Scrap war veterans Act — villagers


GWANDA —Villagers in the Sitezi area of Gwanda have called for the scrapping of the war veterans’ Act and the setting up of a new body to look into the pathetic state of the former liberation fighters.
This emerged during contributions by villagers this week, during consultations on what they want included in the new supreme law whose take-off was a disaster owing to logistical problems. Sitezi is situated about 50kms north of Gwanda in Matabeleland South province.
Giving views to Copac facilitators and rapporteurs, the villagers said to include the former freedom fighters in the constitution gave them preferential treatment ahead of other groups in society.
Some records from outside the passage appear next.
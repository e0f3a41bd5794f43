//! Selection table controller.
//!
//! [`SelectionTable`] is the state behind one paginated table: the loaded
//! page, the cross-page selection, the "select first N" input and the loading
//! flag. Create one per table and drop it with the table.
//!
//! Page loads are split into [`SelectionTable::begin_load`] and
//! [`SelectionTable::finish_load`] so a caller can keep handling events while
//! a fetch is in flight. Every request gets a token; only the response to the
//! most recently issued request is applied, so a slow response for an older
//! page can never overwrite a newer one. Commands issued during a fetch act on
//! the page that is still displayed.

use log::debug;
use log::error;

use crate::error::Error;
use crate::error::ValidationError;
use crate::model::Page;
use crate::model::Record;
use crate::model::RecordId;
use crate::selection::SelectionCount;
use crate::selection::SelectionState;
use crate::selection::SelectionStore;
use crate::selection::apply_selection_change;
use crate::selection::derived_selection;
use crate::selection::deselect_all_on_page;
use crate::selection::select_all_on_page;
use crate::selection::select_first_n;
use crate::selection::select_first_n_from;
use crate::source::RecordSource;

/// A page request issued by [`SelectionTable::begin_load`].
#[derive(Debug, Clone, Copy, PartialEq, Eq)]
pub struct PageRequest {
    token: u64,
    page_number: u32,
}

impl PageRequest {
    /// Returns the request's sequence number.
    pub fn token(&self) -> u64 {
        self.token
    }

    /// Returns the requested 1-based page number.
    pub fn page_number(&self) -> u32 {
        self.page_number
    }
}

/// What [`SelectionTable::finish_load`] did with a response.
#[derive(Debug, Clone, Copy, PartialEq, Eq)]
pub enum LoadOutcome {
    /// The page replaced the displayed one.
    Applied,
    /// A newer request was issued after this one; the response was dropped.
    Stale,
    /// The fetch failed; the previous page stays displayed.
    Failed,
}

/// Events the rendered table feeds back into the controller.
#[derive(Debug, Clone, PartialEq)]
pub enum TableEvent {
    /// The complete set of checked rows on the visible page.
    SelectionChanged(Vec<Record>),
    /// Select every row on the visible page.
    SelectAll,
    /// Deselect every row on the visible page.
    DeselectAll,
    /// The user edited the "select first N" input.
    SetCount(String),
    /// Select exactly the first N rows, N taken from the count input.
    SelectFirstN,
}

/// State of one paginated selection table.
#[derive(Debug, Default)]
pub struct SelectionTable {
    /// The displayed page (empty until the first load succeeds).
    page: Page,
    /// Selected ids across all pages.
    store: SelectionStore,
    /// Pending "select first N" input.
    count: SelectionCount,
    /// Last issued request token.
    last_token: u64,
    /// The request whose response will be applied, if one is in flight.
    pending: Option<PageRequest>,
}

impl SelectionTable {
    /// Create a table with no page loaded and nothing selected.
    pub fn new() -> Self {
        Self::default()
    }

    // -------------------------------------------------------------------------
    // Accessors
    // -------------------------------------------------------------------------

    /// Get the displayed page.
    pub fn page(&self) -> &Page {
        &self.page
    }

    /// Get the cross-page selection.
    pub fn store(&self) -> &SelectionStore {
        &self.store
    }

    /// Get the "select first N" input.
    pub fn count(&self) -> &SelectionCount {
        &self.count
    }

    /// Check if a page fetch is in flight.
    pub fn is_loading(&self) -> bool {
        self.pending.is_some()
    }

    /// Get the page number of the in-flight fetch, if any.
    pub fn requested_page(&self) -> Option<u32> {
        self.pending.map(|r| r.page_number)
    }

    /// Get the page number after the displayed one, if there is one.
    pub fn next_page_number(&self) -> Option<u32> {
        self.page.has_next().then(|| self.page.current_page() + 1)
    }

    /// Get the page number before the displayed one, if there is one.
    pub fn prev_page_number(&self) -> Option<u32> {
        self.page.has_prev().then(|| self.page.current_page() - 1)
    }

    // -------------------------------------------------------------------------
    // Rendering
    // -------------------------------------------------------------------------

    /// Get the checked rows of the displayed page, in page order.
    pub fn derived_selection(&self) -> Vec<Record> {
        derived_selection(&self.page, &self.store)
    }

    /// Check if a row is checked.
    pub fn is_checked(&self, id: RecordId) -> bool {
        self.store.contains(id)
    }

    /// Get the number of selected records across all pages.
    pub fn selected_count(&self) -> usize {
        self.store.len()
    }

    /// Get the "Selected: N" label.
    pub fn selected_label(&self) -> String {
        format!("Selected: {}", self.store.len())
    }

    /// Get the descriptive selection state.
    pub fn state(&self) -> SelectionState {
        SelectionState::of(&self.page, &self.store)
    }

    // -------------------------------------------------------------------------
    // Page loading
    // -------------------------------------------------------------------------

    /// Issue a request for a page.
    ///
    /// Supersedes any request still in flight.
    pub fn begin_load(&mut self, page_number: u32) -> Result<PageRequest, Error> {
        if page_number == 0 {
            return Err(ValidationError::PageNumber(page_number).into());
        }
        self.last_token += 1;
        let request = PageRequest {
            token: self.last_token,
            page_number,
        };
        if let Some(previous) = self.pending.replace(request) {
            debug!(
                "Request #{} for page {} supersedes #{} for page {}",
                request.token, page_number, previous.token, previous.page_number
            );
        } else {
            debug!("Request #{} for page {}", request.token, page_number);
        }
        Ok(request)
    }

    /// Apply the response to a request.
    ///
    /// Responses to superseded requests are dropped. A failed fetch is logged
    /// and leaves the displayed page as it was.
    pub fn finish_load(
        &mut self,
        request: PageRequest,
        result: Result<Page, Error>,
    ) -> LoadOutcome {
        if self.pending != Some(request) {
            debug!(
                "Dropping stale response #{} for page {} (latest is #{})",
                request.token, request.page_number, self.last_token
            );
            return LoadOutcome::Stale;
        }
        self.pending = None;

        match result {
            Ok(mut page) => {
                if page.current_page() == 0 {
                    page = page.with_current_page(request.page_number);
                }
                debug!(
                    "Loaded page {} with {} records",
                    page.current_page(),
                    page.len()
                );
                self.page = page;
                LoadOutcome::Applied
            }
            Err(err) => {
                error!("Failed to load page {}: {}", request.page_number, err);
                LoadOutcome::Failed
            }
        }
    }

    /// Fetch a page from `source` and apply it.
    ///
    /// Fetch failures are not returned; they show up as
    /// [`LoadOutcome::Failed`]. Only an invalid page number is an error.
    pub async fn load_page<S>(
        &mut self,
        source: &S,
        page_number: u32,
    ) -> Result<LoadOutcome, Error>
    where
        S: RecordSource + ?Sized,
    {
        let request = self.begin_load(page_number)?;
        let result = source.fetch_page(page_number).await;
        Ok(self.finish_load(request, result))
    }

    // -------------------------------------------------------------------------
    // Selection
    // -------------------------------------------------------------------------

    /// Fold the visible page's checked rows into the selection.
    pub fn apply_selection_change(&mut self, checked: &[Record]) {
        apply_selection_change(&self.page, checked, &mut self.store);
    }

    /// Select every row on the visible page.
    pub fn select_all_on_page(&mut self) -> Vec<RecordId> {
        select_all_on_page(&self.page, &mut self.store)
    }

    /// Deselect every row on the visible page.
    pub fn deselect_all_on_page(&mut self) -> Vec<RecordId> {
        deselect_all_on_page(&self.page, &mut self.store)
    }

    /// Set the "select first N" input.
    pub fn set_count(&mut self, text: impl Into<String>) {
        self.count.set(text);
    }

    /// Select exactly the first `n` rows of the visible page.
    ///
    /// Clears the count input on success.
    pub fn select_first_n(&mut self, n: i64) -> Result<usize, Error> {
        let selected = select_first_n(&self.page, &mut self.store, n)?;
        self.count.clear();
        Ok(selected)
    }

    /// Select exactly the first N rows, N taken from the count input.
    pub fn select_first_n_from_input(&mut self) -> Result<usize, Error> {
        select_first_n_from(&self.page, &mut self.store, &mut self.count)
    }

    /// Dispatch a table event.
    pub fn handle(&mut self, event: TableEvent) -> Result<(), Error> {
        match event {
            TableEvent::SelectionChanged(checked) => self.apply_selection_change(&checked),
            TableEvent::SelectAll => {
                self.select_all_on_page();
            }
            TableEvent::DeselectAll => {
                self.deselect_all_on_page();
            }
            TableEvent::SetCount(text) => self.set_count(text),
            TableEvent::SelectFirstN => {
                self.select_first_n_from_input()?;
            }
        }
        Ok(())
    }
}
They said this could lead to abuse of the privilege accorded to them as ex-freedom fighters.
“We don’t want the special interests of war veterans included in the constitution,” said one villager. This makes them feel they are more important and special than other citizens of this country.
“We all made contributions to the liberation war. My feeling is that the $50 000 gratuities they got from government was enough recognition of the role they played in the liberation of this country.”
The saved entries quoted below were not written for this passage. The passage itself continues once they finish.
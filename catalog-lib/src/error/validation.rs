//! Validation error types

/// Rejected user input.
///
/// Returned before any selection state is touched, so callers can show the
/// message and let the user correct the input.
#[derive(Debug, Clone, PartialEq, Eq, thiserror::Error)]
pub enum ValidationError {
    /// No selection count was entered.
    #[error("selection count is empty")]
    EmptyCount,

    /// The selection count is not a whole number.
    #[error("selection count '{0}' is not a whole number")]
    NotANumber(String),

    /// The selection count is zero or negative.
    #[error("selection count must be a positive number, got {0}")]
    NotPositive(i64),

    /// Page numbers start at 1.
    #[error("page number must be at least 1, got {0}")]
    PageNumber(u32),
}
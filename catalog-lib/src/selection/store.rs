//! Selection store.

use std::collections::HashSet;

use crate::model::RecordId;

/// The durable set of selected record ids.
///
/// The store references records by id only, so it survives the current page
/// being replaced. Mutators report the ids they actually changed.
#[derive(Debug, Clone, Default, PartialEq, Eq)]
pub struct SelectionStore {
    selected: HashSet<RecordId>,
}

impl SelectionStore {
    /// Create a new empty store.
    pub fn new() -> Self {
        Self::default()
    }

    /// Check if an id is selected.
    pub fn contains(&self, id: RecordId) -> bool {
        self.selected.contains(&id)
    }

    /// Add ids to the selection.
    /// Returns the ids that were newly selected.
    pub fn add(&mut self, ids: impl IntoIterator<Item = RecordId>) -> Vec<RecordId> {
        ids.into_iter()
            .filter(|&id| self.selected.insert(id))
            .collect()
    }

    /// Remove ids from the selection. Absent ids are ignored.
    /// Returns the ids that were deselected.
    pub fn remove(&mut self, ids: impl IntoIterator<Item = RecordId>) -> Vec<RecordId> {
        ids.into_iter()
            .filter(|id| self.selected.remove(id))
            .collect()
    }

    /// Replace the whole selection with exactly `ids`.
    /// Returns (added, removed) ids, each sorted.
    pub fn replace_all(
        &mut self,
        ids: impl IntoIterator<Item = RecordId>,
    ) -> (Vec<RecordId>, Vec<RecordId>) {
        let next: HashSet<RecordId> = ids.into_iter().collect();

        let mut added: Vec<_> = next.difference(&self.selected).copied().collect();
        let mut removed: Vec<_> = self.selected.difference(&next).copied().collect();
        added.sort_unstable();
        removed.sort_unstable();

        self.selected = next;
        (added, removed)
    }

    /// Clear the selection.
    /// Returns the ids that were deselected, sorted.
    pub fn clear(&mut self) -> Vec<RecordId> {
        let mut removed: Vec<_> = self.selected.drain().collect();
        removed.sort_unstable();
        removed
    }

    /// Get the number of selected ids.
    pub fn len(&self) -> usize {
        self.selected.len()
    }

    /// Check if nothing is selected.
    pub fn is_empty(&self) -> bool {
        self.selected.is_empty()
    }

    /// Get all selected ids (sorted for deterministic ordering).
    pub fn ids(&self) -> Vec<RecordId> {
        let mut ids: Vec<_> = self.selected.iter().copied().collect();
        ids.sort_unstable();
        ids
    }

    /// Iterate over the selected ids in no particular order.
    pub fn iter(&self) -> impl Iterator<Item = RecordId> + '_ {
        self.selected.iter().copied()
    }
}

impl FromIterator<RecordId> for SelectionStore {
    fn from_iter<I: IntoIterator<Item = RecordId>>(iter: I) -> Self {
        Self {
            selected: iter.into_iter().collect(),
        }
    }
}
In 1997, the government awarded $50 000 gratuities to war veterans as compensation for liberating Zimbabwe, in a move that signaled the beginning of the collapse of the economy.
Copac requires that villagers conceal their identity as some areas were still politically polarised and most people feared victimisation for expressing views opposed to those of Zanu PF.
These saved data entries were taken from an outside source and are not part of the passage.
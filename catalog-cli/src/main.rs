mod command;
mod config;
mod demo;
mod paths;
mod render;
mod session;

use std::fs::File;
use std::process::ExitCode;

use catalog_lib::source::HttpRecordSource;
use catalog_lib::source::RecordSource;
use log::info;
use simplelog::{Config, LevelFilter, WriteLogger};
use tokio::io::{AsyncBufReadExt, BufReader};

use crate::command::Command;
use crate::config::CliConfig;
use crate::session::{Reply, Session};

/// Sends log output to the cache directory, or the working directory if
/// there is none.
fn init_logging(level: LevelFilter) {
    paths::rotate_logs();
    let path = paths::log_file()
        .filter(|path| path.parent().is_some_and(|dir| std::fs::create_dir_all(dir).is_ok()))
        .unwrap_or_else(|| "catalog.log".into());

    match File::create(&path) {
        Ok(log_file) => {
            if WriteLogger::init(level, Config::default(), log_file).is_err() {
                eprintln!("Logger already initialized");
            }
        }
        Err(e) => eprintln!("Logging disabled: cannot create {}: {}", path.display(), e),
    }
}

fn open_source(config: &CliConfig) -> Result<Box<dyn RecordSource>, catalog_lib::error::Error> {
    match config.source_config() {
        Some(source_config) => {
            info!("Browsing remote catalog at {}", source_config.base_url);
            Ok(Box::new(HttpRecordSource::new(source_config)?))
        }
        None => {
            info!("Browsing demo catalog");
            Ok(Box::new(demo::catalog(config.page_size)))
        }
    }
}

#[tokio::main]
async fn main() -> ExitCode {
    let config = match CliConfig::from_env() {
        Ok(config) => config,
        Err(e) => {
            eprintln!("Error: {}", e);
            return ExitCode::from(2);
        }
    };
    init_logging(config.log_level);

    let source = match open_source(&config) {
        Ok(source) => source,
        Err(e) => {
            eprintln!("Error: {}", e);
            return ExitCode::from(2);
        }
    };

    let mut session = Session::new(source);
    println!("{}", session.go_to(1).await);
    println!("Type 'help' for commands.");

    let mut lines = BufReader::new(tokio::io::stdin()).lines();
    loop {
        let line = match lines.next_line().await {
            Ok(Some(line)) => line,
            Ok(None) => break,
            Err(e) => {
                eprintln!("Error: {}", e);
                break;
            }
        };

        match line.parse::<Command>() {
            Ok(command) => match session.execute(command).await {
                Reply::Output(text) => println!("{}", text),
                Reply::Quit => break,
            },
            Err(e) => eprintln!("{}", e),
        }
    }

    info!("Exiting with {}", session.table().selected_label());
    ExitCode::SUCCESS
}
Another villager said there was need for the constitution to ensure that the government set aside a committee that would grade the former freedom fighters according to their contributions to the country’s liberation.
“Some of the so-called war veterans deserted from the war. Now they want to be recognised as war vets. The committee that will be set up should carefully vet people and root out corrupt and fake war veterans,” the villager said.
A 65-year-old woman, who claimed to be a widow from the armed struggle, said the government needed to look after the welfare of liberation war widows.
“We want the government, through the constitution, to be responsible for the welfare of widows whose husbands died during the war.
“Most of us are struggling to pay for our children’s education because there is no money coming from government. We want government to take care of us,” she said. Some of the villagers said war veterans needed to be protected from abuse by the state. They said they wanted the constitution to clearly define what role the liberation fighters would play in post-war situations.
“War veterans have been abused for a long time,” a man in his late 40s said.
“They have been made to turn against the very people who supported them during the war.
“What we now want is a safeguard that would ensure that the state does not use war veterans to abuse innocent civilians. There is no war in this country and our fathers and brothers who fought in the war of liberation should be left alone to rest and forget about the vagaries of war.”
On the issue of presidential and the prime ministerial provisions in the constitution, the villagers preferred a president and one vice president. They called for the scrapping of the prime minister’s post.
They said a president and a vice president were the two office bearers who could effectively run a government.
“While we appreciate the current set-up, we feel the prime minister is irrelevant to the politics of this country. Therefore, we can do with a president and a vice president at the moment,” said another villager.
The villagers also said the new constitution must guarantee media freedom and also create fertile ground for the establishment of more mass media service providers but insisted provisions must be made to ensure that mass media services reported the truth.
“Journalists lie a lot nowadays. Even if they do not, their employers change things and they give us lies. All we want is the promotion of new media houses as well as ensuring that journalists tell us the truth and not doctored information,” another villager said.